#### [Exercise]
Below are some records. Print exactly the lines between the one holding "use crate::scan;" and the one holding "const OUTLINE_KEYS: &[&str]", inclusive, and nothing else.

[Dataset entries]
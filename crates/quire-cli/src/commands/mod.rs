//! Command implementations for the quire CLI.

pub mod classify;
pub mod config;
pub mod generate;
pub mod show;

pub use generate::GenerateArgs;
//! quire CLI - turn a short topic into a long-form document
//!
//! Entry point for the `quire` command-line interface. Command
//! implementations live in [`commands`]; this file parses arguments,
//! sets up logging and maps failures to exit codes.

use std::process::ExitCode;
use std::time::Duration;

use anyhow::Result;
use clap::Parser;
use colored::Colorize;

mod cli;
mod commands;
mod output;
mod utils;

use cli::{Cli, Commands};
use commands::GenerateArgs;
use utils::logging::initialize_logging;

/// Exit code when a full document finished with failed or interrupted sections.
const EXIT_INCOMPLETE: u8 = 2;

#[tokio::main]
async fn main() -> ExitCode {
    let cli = Cli::parse();

    if let Err(e) = initialize_logging(&cli) {
        eprintln!("Failed to initialize logging: {e}");
        return ExitCode::FAILURE;
    }

    match execute_command(cli.clone()).await {
        Ok(true) => ExitCode::SUCCESS,
        Ok(false) => ExitCode::from(EXIT_INCOMPLETE),
        Err(e) => {
            report_error(&cli, &e);
            ExitCode::FAILURE
        },
    }
}

async fn execute_command(cli: Cli) -> Result<bool> {
    match cli.command {
        Commands::Generate {
            topic,
            session_token,
            full,
            document_id,
            grace,
            format,
        } => {
            commands::generate::execute(GenerateArgs {
                topic,
                session_token,
                full,
                document_id,
                grace: Duration::from_secs(grace),
                format,
            })
            .await
        },
        Commands::Show {
            id,
            content,
            format,
        } => commands::show::execute(&id, content, format).await.map(|()| true),
        Commands::Classify { topic, format } => {
            commands::classify::execute(&topic, format).map(|()| true)
        },
        Commands::Config { path, init, format } => {
            commands::config::execute(path, init, format).map(|()| true)
        },
    }
}

/// Print a failure to stderr.
///
/// Pipeline errors are shown with their user-facing message; the diagnostic
/// form is added with `--verbose` or `--debug`.
fn report_error(cli: &Cli, error: &anyhow::Error) {
    let detailed = cli.verbose || cli.debug;
    match error.downcast_ref::<quire_core::Error>() {
        Some(core) => {
            eprintln!("{} {}", "Error:".red().bold(), core.user_message());
            if detailed {
                eprintln!("  {} {core}", format!("[{}]", core.category()).dimmed());
            }
        },
        None if detailed => eprintln!("{} {error:?}", "Error:".red().bold()),
        None => eprintln!("{} {error:#}", "Error:".red().bold()),
    }
}
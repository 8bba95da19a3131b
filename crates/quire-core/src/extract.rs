//! Resilient shell extraction.
//!
//! Turns a raw backend response into a complete [`DocumentShell`]. The
//! extractor never fails: it tries a strict parse, falls back to
//! field-by-field recovery with the [`scan`](crate::scan) helpers, and
//! finally synthesizes defaults. Each step that loses fidelity is recorded as
//! a [`ShellWarning`] on the result.
//!
//! ## Pipeline
//!
//! 1. Strip a byte-order mark and stray control characters
//! 2. Slice from the first `{` to the last `}` (or use the whole text)
//! 3. Strict JSON parse, reading fields by any of their accepted names
//! 4. On parse failure, recover each field with the tolerant scanner
//! 5. Fill whatever is still missing and renumber the outline `1..=n`

use serde_json::{Map, Value};

use crate::config::DocumentConfig;
use crate::scan;
use crate::{DocumentShell, OutlineEntry, ShellWarning};

const TITLE_KEYS: &[&str] = &["title", "documentTitle", "document_title", "bookTitle", "book_title"];
const DISPLAY_TITLE_KEYS: &[&str] = &["displayTitle", "display_title", "shortTitle", "short_title"];
const SUBTITLE_KEYS: &[&str] = &["subtitle", "subTitle", "sub_title"];
const OUTLINE_KEYS: &[&str] = &[
    "tableOfContents",
    "table_of_contents",
    "toc",
    "chapters",
    "outline",
];
const FIRST_SECTION_KEYS: &[&str] = &[
    "firstChapterContent",
    "first_chapter_content",
    "firstSectionContent",
    "first_section_content",
    "chapter1Content",
    "chapter_1_content",
];
const RESOURCE_KEYS: &[&str] = &[
    "resources",
    "auxiliaryResources",
    "auxiliary_resources",
    "furtherReading",
    "further_reading",
];
const ENTRY_TITLE_KEYS: &[&str] = &["title", "name", "chapterTitle", "chapter_title", "heading"];
const ENTRY_HINT_KEYS: &[&str] = &[
    "imageHint",
    "image_hint",
    "imageSearchTerm",
    "image_search_term",
    "image",
];
const ENTRY_INDEX_KEYS: &[&str] = &["index", "number", "chapter", "chapterNumber", "chapter_number"];
const RESOURCE_LABEL_KEYS: &[&str] = &["title", "name", "label", "text"];
const RESOURCE_URL_KEYS: &[&str] = &["url", "link", "href"];

/// Fields as read from the response, before defaults.
#[derive(Debug, Default)]
struct RawFields {
    title: Option<String>,
    display_title: Option<String>,
    subtitle: Option<String>,
    outline: Vec<RawEntry>,
    first_section: Option<String>,
    resources: Option<Vec<String>>,
}

#[derive(Debug)]
struct RawEntry {
    index: Option<u64>,
    title: String,
    image_hint: Option<String>,
}

/// Builds a [`DocumentShell`] from whatever the backend returned.
///
/// ```rust
/// use quire_core::config::DocumentConfig;
/// use quire_core::ShellExtractor;
///
/// let extractor = ShellExtractor::new(&DocumentConfig::default())
///     .with_subtitle("Your Everyday Guide to Tea");
/// let shell = extractor.extract("not json at all", "tea ceremonies");
///
/// assert_eq!(shell.title, "Tea Ceremonies");
/// assert_eq!(shell.table_of_contents.len(), 10);
/// assert!(shell.first_section_content.starts_with("[DRAFT]"));
/// assert!(!shell.warnings.is_empty());
/// ```
#[derive(Debug, Clone)]
pub struct ShellExtractor {
    chapter_count: u32,
    excerpt_chars: usize,
    draft_marker: String,
    display_title_max_chars: usize,
    subtitle: Option<String>,
}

#### [Result of the exercise]
use crate::scan;
use crate::{DocumentShell, OutlineEntry, ShellWarning};

const TITLE_KEYS: &[&str] = &["title", "documentTitle", "document_title", "bookTitle", "book_title"];
const DISPLAY_TITLE_KEYS: &[&str] = &["displayTitle", "display_title", "shortTitle", "short_title"];
const SUBTITLE_KEYS: &[&str] = &["subtitle", "subTitle", "sub_title"];
const OUTLINE_KEYS: &[&str] = &[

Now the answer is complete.